CLP Interviewreihe: Anna Cardillo

Wie können Juristen von einer Coachingausbildung profitieren?
Und wo genau kommt (Legal) Coaching in der juristischen Praxis zum Einsatz?
Anna Cardillo, Rechtsanwältin und Legal Coach im Interview bei CLP.

Anna Cardillo ist Rechtsanwältin bei "Spirit Legal" und spezialisiert auf Datenschutzrecht sowie Datenschutzmanagementsysteme. Sie ist als Datenschutzauditorin, Datenschutzbeauftragte, Datenschutzmanagerin sowie zertifizierter Business Coach mit dem Schwerpunkt Change- und Konfliktmanagement sowie Kommunikation tätig. Vor vier Jahren gründete sie in Berlin ein Beratungsunternehmen, welches sich schwerpunktmäßig mit der Implementierung von Datenschutzmanagementsystemen und Training-on-the-Job und Coaching von Datenschutzbeauftragten beschäftigt. Sie coacht daneben vor allem auch Juristen und Juristinnen in Führungspositionen.

Anna Cardillo studierte Rechtswissenschaften in Hamburg und war nach dem ersten Staatsexamen für einige Jahre in der Geschäftsleitung eines Hamburger Bauträgers tätig. Nach dem zweiten Staatsexamen arbeitete sie als Rechtsanwältin und übernahm für einige Jahre die Geschäftsführung in einem Datenschutzberatungsunternehmen. Sie ist inzwischen seit 20 Jahren als Rechtsanwältin tätig und berät bundesweit Unternehmen und öffentliche Stellen rund um den Datenschutz.
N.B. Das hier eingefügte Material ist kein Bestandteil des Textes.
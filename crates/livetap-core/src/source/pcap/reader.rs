use std::io::{ErrorKind, Read};

use super::error::PcapSourceError;
use super::layout;
use pcap_parser::Linktype;

/// Read into `buf` until it is full or the stream ends.
///
/// Returns the number of bytes read; a short count means end of stream.
pub fn read_up_to<R: Read>(reader: &mut R, buf: &mut [u8]) -> Result<usize, PcapSourceError> {
    let mut filled = 0;
    while filled < buf.len() {
        match reader.read(&mut buf[filled..]) {
            Ok(0) => break,
            Ok(n) => filled += n,
            Err(err) if err.kind() == ErrorKind::Interrupted => continue,
            Err(err) => return Err(PcapSourceError::Io(err)),
        }
    }
    Ok(filled)
}

/// Read the magic bytes of a capture stream.
///
/// Returns `Ok(None)` when the stream ends before producing a single byte,
/// which is how a capture process that was stopped early looks.
///
/// # Errors
/// Returns `PcapSourceError::Truncated` when the stream ends mid-magic.
pub fn read_magic<R: Read>(
    reader: &mut R,
) -> Result<Option<[u8; layout::MAGIC_LEN]>, PcapSourceError> {
    let mut magic = [0u8; layout::MAGIC_LEN];
    let read = read_up_to(reader, &mut magic)?;
    match read {
        0 => Ok(None),
        n if n < layout::MAGIC_LEN => Err(PcapSourceError::Truncated {
            needed: layout::MAGIC_LEN,
            actual: n,
        }),
        _ => Ok(Some(magic)),
    }
}

/// Check whether the magic bytes match PCAPNG.
///
/// # Examples
/// This helper is part of an internal module, so the example is marked as
/// text example.
/// ```text
/// use livetap_core::source::pcap::reader::is_pcapng_magic;
///
/// let magic = [0x0a, 0x0d, 0x0d, 0x0a];
/// assert!(is_pcapng_magic(&magic));
/// ```
pub fn is_pcapng_magic(magic: &[u8; layout::MAGIC_LEN]) -> bool {
    magic == &layout::PCAPNG_MAGIC
}

/// Read the complete leading header (legacy global header or PCAPNG section
/// header block), including the already consumed magic bytes.
///
/// pcap-parser validates the header from the first chunk it reads, so the
/// whole header must be available in one read.
///
/// # Errors
/// Returns `PcapSourceError::Truncated` when the stream ends inside the
/// header and `PcapSourceError::Pcap` when the section header is malformed.
pub fn read_header<R: Read>(
    reader: &mut R,
    magic: [u8; layout::MAGIC_LEN],
) -> Result<Vec<u8>, PcapSourceError> {
    if !is_pcapng_magic(&magic) {
        return read_exact_header(reader, magic.to_vec(), layout::LEGACY_HEADER_LEN);
    }

    let mut header = read_exact_header(reader, magic.to_vec(), layout::SHB_PREFIX_LEN)?;
    let block_len = section_header_len(&header)?;
    header = read_exact_header(reader, header, block_len)?;
    Ok(header)
}

fn read_exact_header<R: Read>(
    reader: &mut R,
    mut header: Vec<u8>,
    needed: usize,
) -> Result<Vec<u8>, PcapSourceError> {
    let have = header.len();
    if have >= needed {
        return Ok(header);
    }
    header.resize(needed, 0);
    let read = read_up_to(reader, &mut header[have..])?;
    if have + read < needed {
        return Err(PcapSourceError::Truncated {
            needed,
            actual: have + read,
        });
    }
    Ok(header)
}

fn section_header_len(prefix: &[u8]) -> Result<usize, PcapSourceError> {
    let bom: [u8; 4] = prefix
        .get(layout::SHB_BYTE_ORDER_RANGE)
        .and_then(|bytes| bytes.try_into().ok())
        .ok_or(PcapSourceError::Truncated {
            needed: layout::SHB_PREFIX_LEN,
            actual: prefix.len(),
        })?;
    let len: [u8; 4] = prefix
        .get(layout::SHB_LENGTH_RANGE)
        .and_then(|bytes| bytes.try_into().ok())
        .ok_or(PcapSourceError::Truncated {
            needed: layout::SHB_PREFIX_LEN,
            actual: prefix.len(),
        })?;

    let block_len = if u32::from_le_bytes(bom) == layout::SHB_BYTE_ORDER_MAGIC {
        u32::from_le_bytes(len)
    } else if u32::from_be_bytes(bom) == layout::SHB_BYTE_ORDER_MAGIC {
        u32::from_be_bytes(len)
    } else {
        return Err(PcapSourceError::Pcap {
            context: "pcapng section header",
            message: format!("invalid byte-order magic {bom:02x?}"),
        });
    };
    let block_len = block_len as usize;

    if block_len < layout::SHB_PREFIX_LEN || block_len % 4 != 0 || block_len > layout::SHB_MAX_LEN
    {
        return Err(PcapSourceError::Pcap {
            context: "pcapng section header",
            message: format!("invalid block length {block_len}"),
        });
    }
    Ok(block_len)
}

/// Resolve the linktype for a given interface id, defaulting to Ethernet.
pub fn linktype_for_interface(linktypes: &[Linktype], if_id: u32) -> Linktype {
    linktypes
        .get(if_id as usize)
        .copied()
        .unwrap_or(Linktype::ETHERNET)
}

/// Convert PCAPNG high/low timestamp to seconds.
///
/// # Examples
/// This helper is part of an internal module, so the example is marked as
/// text example.
/// ```text
/// use livetap_core::source::pcap::reader::pcapng_ts_to_seconds;
///
/// let seconds = pcapng_ts_to_seconds(0, 1_500_000);
/// assert!((seconds - 1.5).abs() < f64::EPSILON);
/// ```
pub fn pcapng_ts_to_seconds(ts_high: u32, ts_low: u32) -> f64 {
    let ts = ((ts_high as u64) << 32) | (ts_low as u64);
    ts as f64 * 1e-6
}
Ihr Schwerpunkt liegt auf der strategischen Beratung, sie unterstützt zudem bei der Auflösung von Konflikten und begleitet bei der Einführung und Durchsetzung digitaler Prozesse. Sie hält regelmäßig Vorträge und veröffentlicht insbesondere zu Themen an der Schnittstelle Informationssicherheit und Datenschutz. Daneben hat sie einen Lehrbeauftrag an der Universität Bamberg, Lehrstuhl Privatsphäre und Sicherheit in Informationssystemen. Sie ist verheiratet und lebt in Berlin.

1.Wann haben Sie sich zum ersten Mal mit Coaching beschäftigt und warum? Was hat Sie daran besonders fasziniert?

Meine ersten Erfahrungen mit Coaching habe ich als Führungskraft gemacht. Ich begann nach dem ersten Staatsexamen – mit 24 noch ziemlich jung – als Führungskraft bei einem Hamburger Bauträger und stand vor einigen Herausforderungen, auf die ich nicht vorbereitet war. Ich war mit Abstand die Jüngste im Unternehmen, weiblich, ohne Erfahrungen in der Baubranche und verantwortete plötzlich Personal. Als Managerin und Führungskraft war ich auch Coach und so habe ich mich mit Coaching-Skills beschäftigt, um die diversen Herausforderungen zu meistern. Themen wie Mitarbeiterführung, Changemanagement, Konfliktmanagement und (Wieder‑)Herstellung der Arbeitsfähigkeit im Team sind Dinge, die einem nicht im Jura-Studium vermittelt werden. Was übrigens sehr schade ist. Juristen und Juristinnen könnten in den vielen Positionen, in denen sie als Führungskraft tätig sind, mit Coaching- und Führungskompetenzen einen großen Unterschied bilden – für sich, die Beschäftigten, das Unternehmen oder die Kanzlei und sogar die Gesellschaft.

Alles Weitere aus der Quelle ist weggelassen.